Task requirements -> What do the lines say, reproduced word for word, from the first of the entries below through the line bearing "pub enum ToolOutcome"?

Start of Data section

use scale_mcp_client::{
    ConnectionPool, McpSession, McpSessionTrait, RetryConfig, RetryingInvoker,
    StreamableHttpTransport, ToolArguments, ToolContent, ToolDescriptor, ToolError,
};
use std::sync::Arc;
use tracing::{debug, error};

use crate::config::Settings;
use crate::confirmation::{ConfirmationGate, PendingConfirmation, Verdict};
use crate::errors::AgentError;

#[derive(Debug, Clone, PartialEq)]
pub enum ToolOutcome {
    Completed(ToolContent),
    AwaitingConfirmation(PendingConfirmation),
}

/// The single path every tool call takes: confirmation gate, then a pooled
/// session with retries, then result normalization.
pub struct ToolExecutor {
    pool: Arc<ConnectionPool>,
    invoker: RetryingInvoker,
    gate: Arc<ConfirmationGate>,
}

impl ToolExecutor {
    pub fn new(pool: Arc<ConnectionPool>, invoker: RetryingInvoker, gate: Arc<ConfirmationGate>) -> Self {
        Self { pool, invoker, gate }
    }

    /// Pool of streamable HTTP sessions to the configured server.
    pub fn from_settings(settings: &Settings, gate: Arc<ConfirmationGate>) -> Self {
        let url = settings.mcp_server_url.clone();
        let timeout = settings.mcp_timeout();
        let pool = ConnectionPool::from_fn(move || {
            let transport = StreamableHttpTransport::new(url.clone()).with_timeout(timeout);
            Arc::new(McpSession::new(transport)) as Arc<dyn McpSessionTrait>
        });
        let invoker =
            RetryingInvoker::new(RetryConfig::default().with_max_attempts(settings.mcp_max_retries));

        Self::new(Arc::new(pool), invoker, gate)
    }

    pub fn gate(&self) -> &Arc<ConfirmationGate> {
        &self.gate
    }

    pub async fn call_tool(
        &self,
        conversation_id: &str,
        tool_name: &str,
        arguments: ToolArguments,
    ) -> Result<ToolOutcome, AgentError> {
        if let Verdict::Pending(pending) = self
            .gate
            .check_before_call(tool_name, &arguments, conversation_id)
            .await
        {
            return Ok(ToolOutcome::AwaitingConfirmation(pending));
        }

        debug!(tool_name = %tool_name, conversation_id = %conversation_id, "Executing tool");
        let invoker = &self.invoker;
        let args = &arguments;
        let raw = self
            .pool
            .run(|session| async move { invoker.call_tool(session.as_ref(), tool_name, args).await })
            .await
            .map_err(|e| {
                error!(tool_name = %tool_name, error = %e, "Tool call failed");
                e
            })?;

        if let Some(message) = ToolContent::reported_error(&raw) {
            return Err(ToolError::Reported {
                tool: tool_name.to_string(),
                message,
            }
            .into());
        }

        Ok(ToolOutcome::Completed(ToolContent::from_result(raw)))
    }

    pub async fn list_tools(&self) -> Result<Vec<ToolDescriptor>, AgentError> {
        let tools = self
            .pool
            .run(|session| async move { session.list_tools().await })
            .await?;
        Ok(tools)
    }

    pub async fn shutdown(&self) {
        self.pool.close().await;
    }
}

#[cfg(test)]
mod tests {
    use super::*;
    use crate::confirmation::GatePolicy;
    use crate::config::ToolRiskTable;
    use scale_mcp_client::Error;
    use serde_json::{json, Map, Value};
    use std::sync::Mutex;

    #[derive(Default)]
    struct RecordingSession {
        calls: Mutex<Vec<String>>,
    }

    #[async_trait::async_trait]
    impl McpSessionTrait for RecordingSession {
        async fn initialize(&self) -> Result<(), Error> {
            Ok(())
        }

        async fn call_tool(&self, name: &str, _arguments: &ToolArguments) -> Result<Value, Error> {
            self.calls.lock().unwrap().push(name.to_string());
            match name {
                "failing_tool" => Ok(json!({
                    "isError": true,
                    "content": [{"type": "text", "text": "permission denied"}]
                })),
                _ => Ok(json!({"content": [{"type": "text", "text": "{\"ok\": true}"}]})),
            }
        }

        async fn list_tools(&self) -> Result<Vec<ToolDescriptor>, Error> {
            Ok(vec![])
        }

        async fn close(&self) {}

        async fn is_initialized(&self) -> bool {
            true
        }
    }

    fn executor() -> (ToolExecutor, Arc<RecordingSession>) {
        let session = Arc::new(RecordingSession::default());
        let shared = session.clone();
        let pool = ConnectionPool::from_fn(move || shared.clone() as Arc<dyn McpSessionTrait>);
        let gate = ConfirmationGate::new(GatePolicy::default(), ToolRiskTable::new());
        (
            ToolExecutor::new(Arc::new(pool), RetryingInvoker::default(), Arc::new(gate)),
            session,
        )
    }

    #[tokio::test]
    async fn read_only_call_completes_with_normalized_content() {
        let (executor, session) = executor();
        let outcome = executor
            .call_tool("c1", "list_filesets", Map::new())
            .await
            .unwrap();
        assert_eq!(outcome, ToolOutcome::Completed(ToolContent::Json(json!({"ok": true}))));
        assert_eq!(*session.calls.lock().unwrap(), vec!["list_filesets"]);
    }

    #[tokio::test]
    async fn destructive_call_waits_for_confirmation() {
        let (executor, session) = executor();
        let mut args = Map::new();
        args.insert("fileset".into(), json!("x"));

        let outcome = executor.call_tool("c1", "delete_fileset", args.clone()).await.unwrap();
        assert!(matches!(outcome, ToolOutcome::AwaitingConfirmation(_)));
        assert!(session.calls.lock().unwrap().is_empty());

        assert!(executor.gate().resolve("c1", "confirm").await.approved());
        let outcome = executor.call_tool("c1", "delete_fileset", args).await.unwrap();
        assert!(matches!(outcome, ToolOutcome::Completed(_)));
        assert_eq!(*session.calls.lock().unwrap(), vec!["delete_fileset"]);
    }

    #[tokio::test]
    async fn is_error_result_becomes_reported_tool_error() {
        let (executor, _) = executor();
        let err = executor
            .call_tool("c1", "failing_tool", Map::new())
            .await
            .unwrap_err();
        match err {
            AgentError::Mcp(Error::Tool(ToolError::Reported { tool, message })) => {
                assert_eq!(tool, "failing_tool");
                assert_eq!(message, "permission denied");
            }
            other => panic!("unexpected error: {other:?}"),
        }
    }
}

End of Data section

Response to this task ->
use scale_mcp_client::{
    ConnectionPool, McpSession, McpSessionTrait, RetryConfig, RetryingInvoker,
    StreamableHttpTransport, ToolArguments, ToolContent, ToolDescriptor, ToolError,
};
use std::sync::Arc;
use tracing::{debug, error};

use crate::config::Settings;
use crate::confirmation::{ConfirmationGate, PendingConfirmation, Verdict};
use crate::errors::AgentError;

#[derive(Debug, Clone, PartialEq)]
pub enum ToolOutcome {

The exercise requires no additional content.